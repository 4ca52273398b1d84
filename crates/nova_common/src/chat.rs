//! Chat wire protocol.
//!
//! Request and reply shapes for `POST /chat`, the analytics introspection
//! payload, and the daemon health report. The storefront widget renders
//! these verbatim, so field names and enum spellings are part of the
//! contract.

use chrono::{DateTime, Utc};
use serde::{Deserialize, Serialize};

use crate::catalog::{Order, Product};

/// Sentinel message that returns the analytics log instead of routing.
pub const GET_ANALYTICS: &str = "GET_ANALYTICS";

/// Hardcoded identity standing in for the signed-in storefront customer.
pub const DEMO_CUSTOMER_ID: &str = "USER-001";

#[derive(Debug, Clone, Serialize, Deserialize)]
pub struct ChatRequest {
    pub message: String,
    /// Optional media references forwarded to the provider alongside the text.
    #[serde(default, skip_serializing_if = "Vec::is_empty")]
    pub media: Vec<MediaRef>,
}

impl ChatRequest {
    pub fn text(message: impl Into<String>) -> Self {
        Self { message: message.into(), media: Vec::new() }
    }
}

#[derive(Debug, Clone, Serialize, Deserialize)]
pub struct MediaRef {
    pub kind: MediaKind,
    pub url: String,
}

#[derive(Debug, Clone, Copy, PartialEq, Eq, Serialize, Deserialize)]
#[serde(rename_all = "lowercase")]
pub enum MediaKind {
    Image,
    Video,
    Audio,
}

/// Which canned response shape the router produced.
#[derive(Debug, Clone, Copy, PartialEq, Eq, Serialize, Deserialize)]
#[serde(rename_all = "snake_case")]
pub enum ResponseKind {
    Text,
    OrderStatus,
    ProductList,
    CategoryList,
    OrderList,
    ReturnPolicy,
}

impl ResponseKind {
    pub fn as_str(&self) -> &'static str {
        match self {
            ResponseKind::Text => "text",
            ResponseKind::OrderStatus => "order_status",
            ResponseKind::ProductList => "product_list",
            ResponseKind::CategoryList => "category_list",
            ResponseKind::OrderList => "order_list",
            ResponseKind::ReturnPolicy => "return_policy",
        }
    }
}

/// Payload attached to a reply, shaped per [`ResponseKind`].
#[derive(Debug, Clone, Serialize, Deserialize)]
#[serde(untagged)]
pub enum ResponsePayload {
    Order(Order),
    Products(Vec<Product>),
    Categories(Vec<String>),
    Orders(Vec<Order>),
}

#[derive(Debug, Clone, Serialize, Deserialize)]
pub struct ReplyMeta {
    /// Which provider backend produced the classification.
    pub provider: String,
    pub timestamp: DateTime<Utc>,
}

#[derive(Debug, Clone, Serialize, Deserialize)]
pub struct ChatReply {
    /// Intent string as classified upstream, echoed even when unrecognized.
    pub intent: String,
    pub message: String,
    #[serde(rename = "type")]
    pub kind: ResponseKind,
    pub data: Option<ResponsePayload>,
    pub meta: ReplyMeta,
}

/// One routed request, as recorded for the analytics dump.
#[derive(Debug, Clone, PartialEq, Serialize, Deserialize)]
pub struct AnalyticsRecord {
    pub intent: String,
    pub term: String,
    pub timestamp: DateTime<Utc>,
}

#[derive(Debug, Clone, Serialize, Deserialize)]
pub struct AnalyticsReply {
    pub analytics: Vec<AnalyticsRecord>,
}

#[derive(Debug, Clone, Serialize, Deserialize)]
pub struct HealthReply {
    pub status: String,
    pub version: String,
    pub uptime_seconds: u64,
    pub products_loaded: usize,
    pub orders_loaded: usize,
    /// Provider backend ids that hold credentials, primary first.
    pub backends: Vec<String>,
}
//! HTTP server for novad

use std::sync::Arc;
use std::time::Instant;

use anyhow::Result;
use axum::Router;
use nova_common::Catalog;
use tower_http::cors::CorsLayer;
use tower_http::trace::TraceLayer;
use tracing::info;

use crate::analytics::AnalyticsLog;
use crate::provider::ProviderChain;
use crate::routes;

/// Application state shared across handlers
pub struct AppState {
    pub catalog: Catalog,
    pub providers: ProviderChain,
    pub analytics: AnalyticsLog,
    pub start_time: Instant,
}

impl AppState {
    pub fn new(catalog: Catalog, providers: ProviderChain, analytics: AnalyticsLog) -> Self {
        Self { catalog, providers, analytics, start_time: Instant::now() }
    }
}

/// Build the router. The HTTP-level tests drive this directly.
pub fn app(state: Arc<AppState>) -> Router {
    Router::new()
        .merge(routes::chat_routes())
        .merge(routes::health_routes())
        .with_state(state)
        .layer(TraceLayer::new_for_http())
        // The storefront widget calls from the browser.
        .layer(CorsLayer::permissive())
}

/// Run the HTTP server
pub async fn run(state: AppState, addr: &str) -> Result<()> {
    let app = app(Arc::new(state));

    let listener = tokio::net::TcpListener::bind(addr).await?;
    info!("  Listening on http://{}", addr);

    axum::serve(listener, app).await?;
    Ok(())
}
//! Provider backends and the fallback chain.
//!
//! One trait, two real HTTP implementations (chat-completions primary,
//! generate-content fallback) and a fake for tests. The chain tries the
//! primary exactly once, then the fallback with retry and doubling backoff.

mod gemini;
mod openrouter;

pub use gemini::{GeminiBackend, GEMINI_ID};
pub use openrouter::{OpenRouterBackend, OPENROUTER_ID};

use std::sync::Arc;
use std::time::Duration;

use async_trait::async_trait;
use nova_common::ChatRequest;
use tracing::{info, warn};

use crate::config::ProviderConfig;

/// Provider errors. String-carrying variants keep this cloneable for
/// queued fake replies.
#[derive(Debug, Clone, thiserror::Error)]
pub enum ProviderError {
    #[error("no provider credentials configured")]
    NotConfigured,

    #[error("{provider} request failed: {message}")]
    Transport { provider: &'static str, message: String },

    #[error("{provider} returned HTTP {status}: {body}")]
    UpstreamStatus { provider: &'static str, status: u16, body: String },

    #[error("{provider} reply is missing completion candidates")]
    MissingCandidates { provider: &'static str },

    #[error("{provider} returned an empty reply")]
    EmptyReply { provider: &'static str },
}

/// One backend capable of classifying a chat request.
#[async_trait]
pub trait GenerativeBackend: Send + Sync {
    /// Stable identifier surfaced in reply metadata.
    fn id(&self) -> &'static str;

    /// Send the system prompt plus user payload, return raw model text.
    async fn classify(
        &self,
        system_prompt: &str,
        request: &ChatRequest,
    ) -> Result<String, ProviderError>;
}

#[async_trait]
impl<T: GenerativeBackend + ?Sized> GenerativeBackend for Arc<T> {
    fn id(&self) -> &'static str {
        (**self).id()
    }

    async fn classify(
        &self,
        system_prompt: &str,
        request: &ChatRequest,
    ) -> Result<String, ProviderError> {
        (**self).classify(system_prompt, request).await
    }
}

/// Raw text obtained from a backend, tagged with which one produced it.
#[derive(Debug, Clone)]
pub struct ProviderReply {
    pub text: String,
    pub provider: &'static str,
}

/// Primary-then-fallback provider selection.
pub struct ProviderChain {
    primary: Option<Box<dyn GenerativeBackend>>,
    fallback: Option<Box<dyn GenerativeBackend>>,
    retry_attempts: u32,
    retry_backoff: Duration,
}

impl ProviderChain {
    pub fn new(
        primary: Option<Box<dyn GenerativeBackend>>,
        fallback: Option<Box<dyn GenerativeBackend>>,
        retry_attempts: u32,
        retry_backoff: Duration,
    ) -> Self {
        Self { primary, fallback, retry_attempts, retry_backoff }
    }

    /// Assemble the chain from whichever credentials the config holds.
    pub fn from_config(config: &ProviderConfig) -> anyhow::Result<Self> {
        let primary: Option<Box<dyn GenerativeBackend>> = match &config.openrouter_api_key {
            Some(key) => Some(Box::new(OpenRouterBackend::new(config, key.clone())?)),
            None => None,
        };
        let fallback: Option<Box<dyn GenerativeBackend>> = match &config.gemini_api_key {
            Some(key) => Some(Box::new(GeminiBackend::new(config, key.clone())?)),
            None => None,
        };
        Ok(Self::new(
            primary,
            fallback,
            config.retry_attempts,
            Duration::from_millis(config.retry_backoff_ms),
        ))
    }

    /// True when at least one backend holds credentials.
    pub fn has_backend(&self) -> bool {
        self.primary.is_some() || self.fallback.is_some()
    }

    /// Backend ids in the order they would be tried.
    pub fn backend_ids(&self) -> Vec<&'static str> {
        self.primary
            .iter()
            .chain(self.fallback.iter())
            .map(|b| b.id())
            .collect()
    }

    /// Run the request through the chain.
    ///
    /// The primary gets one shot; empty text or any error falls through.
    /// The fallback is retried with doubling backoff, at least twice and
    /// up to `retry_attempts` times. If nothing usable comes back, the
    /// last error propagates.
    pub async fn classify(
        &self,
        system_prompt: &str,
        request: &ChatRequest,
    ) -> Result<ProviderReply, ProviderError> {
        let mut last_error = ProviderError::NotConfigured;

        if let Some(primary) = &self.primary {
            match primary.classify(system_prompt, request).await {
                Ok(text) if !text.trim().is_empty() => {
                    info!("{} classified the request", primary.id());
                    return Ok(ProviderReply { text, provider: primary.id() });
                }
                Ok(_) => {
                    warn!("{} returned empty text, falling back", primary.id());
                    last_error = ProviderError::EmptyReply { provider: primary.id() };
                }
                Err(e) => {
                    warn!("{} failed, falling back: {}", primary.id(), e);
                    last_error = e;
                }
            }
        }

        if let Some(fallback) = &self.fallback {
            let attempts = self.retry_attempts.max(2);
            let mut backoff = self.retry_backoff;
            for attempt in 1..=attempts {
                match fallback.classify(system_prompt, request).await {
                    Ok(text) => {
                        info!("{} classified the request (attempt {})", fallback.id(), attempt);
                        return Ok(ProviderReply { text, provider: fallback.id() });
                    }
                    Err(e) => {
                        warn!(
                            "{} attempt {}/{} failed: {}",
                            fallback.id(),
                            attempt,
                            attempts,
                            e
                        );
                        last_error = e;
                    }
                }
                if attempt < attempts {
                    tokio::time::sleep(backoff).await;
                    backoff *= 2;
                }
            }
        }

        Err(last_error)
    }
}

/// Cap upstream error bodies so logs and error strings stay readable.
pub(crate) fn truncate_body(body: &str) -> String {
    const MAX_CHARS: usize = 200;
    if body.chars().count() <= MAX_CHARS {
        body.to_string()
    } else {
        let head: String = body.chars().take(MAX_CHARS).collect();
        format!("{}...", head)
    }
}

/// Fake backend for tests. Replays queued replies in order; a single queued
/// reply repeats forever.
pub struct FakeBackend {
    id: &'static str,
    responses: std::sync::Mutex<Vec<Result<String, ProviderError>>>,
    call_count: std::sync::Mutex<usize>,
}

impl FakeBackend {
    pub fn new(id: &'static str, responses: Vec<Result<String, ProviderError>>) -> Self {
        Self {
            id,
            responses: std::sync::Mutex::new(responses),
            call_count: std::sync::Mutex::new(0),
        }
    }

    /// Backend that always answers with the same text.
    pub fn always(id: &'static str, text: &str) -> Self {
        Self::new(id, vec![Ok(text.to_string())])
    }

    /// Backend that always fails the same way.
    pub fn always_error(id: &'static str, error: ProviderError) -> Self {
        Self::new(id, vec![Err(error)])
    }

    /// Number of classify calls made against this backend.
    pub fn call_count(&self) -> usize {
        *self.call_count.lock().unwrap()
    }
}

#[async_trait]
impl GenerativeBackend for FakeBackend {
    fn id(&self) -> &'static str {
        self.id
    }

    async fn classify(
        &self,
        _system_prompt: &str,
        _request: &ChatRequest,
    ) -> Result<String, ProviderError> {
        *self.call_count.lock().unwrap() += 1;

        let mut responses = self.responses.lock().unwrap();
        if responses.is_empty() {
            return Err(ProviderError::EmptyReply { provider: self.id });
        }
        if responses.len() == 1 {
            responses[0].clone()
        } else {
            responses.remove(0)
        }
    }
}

******************************

#### WHAT THE TASK ASKS:
Find all lines holding the word "through" in the records above and copy them.

#### RESULT FOR THIS TASK:
    /// Run the request through the chain.
    /// The primary gets one shot; empty text or any error falls through.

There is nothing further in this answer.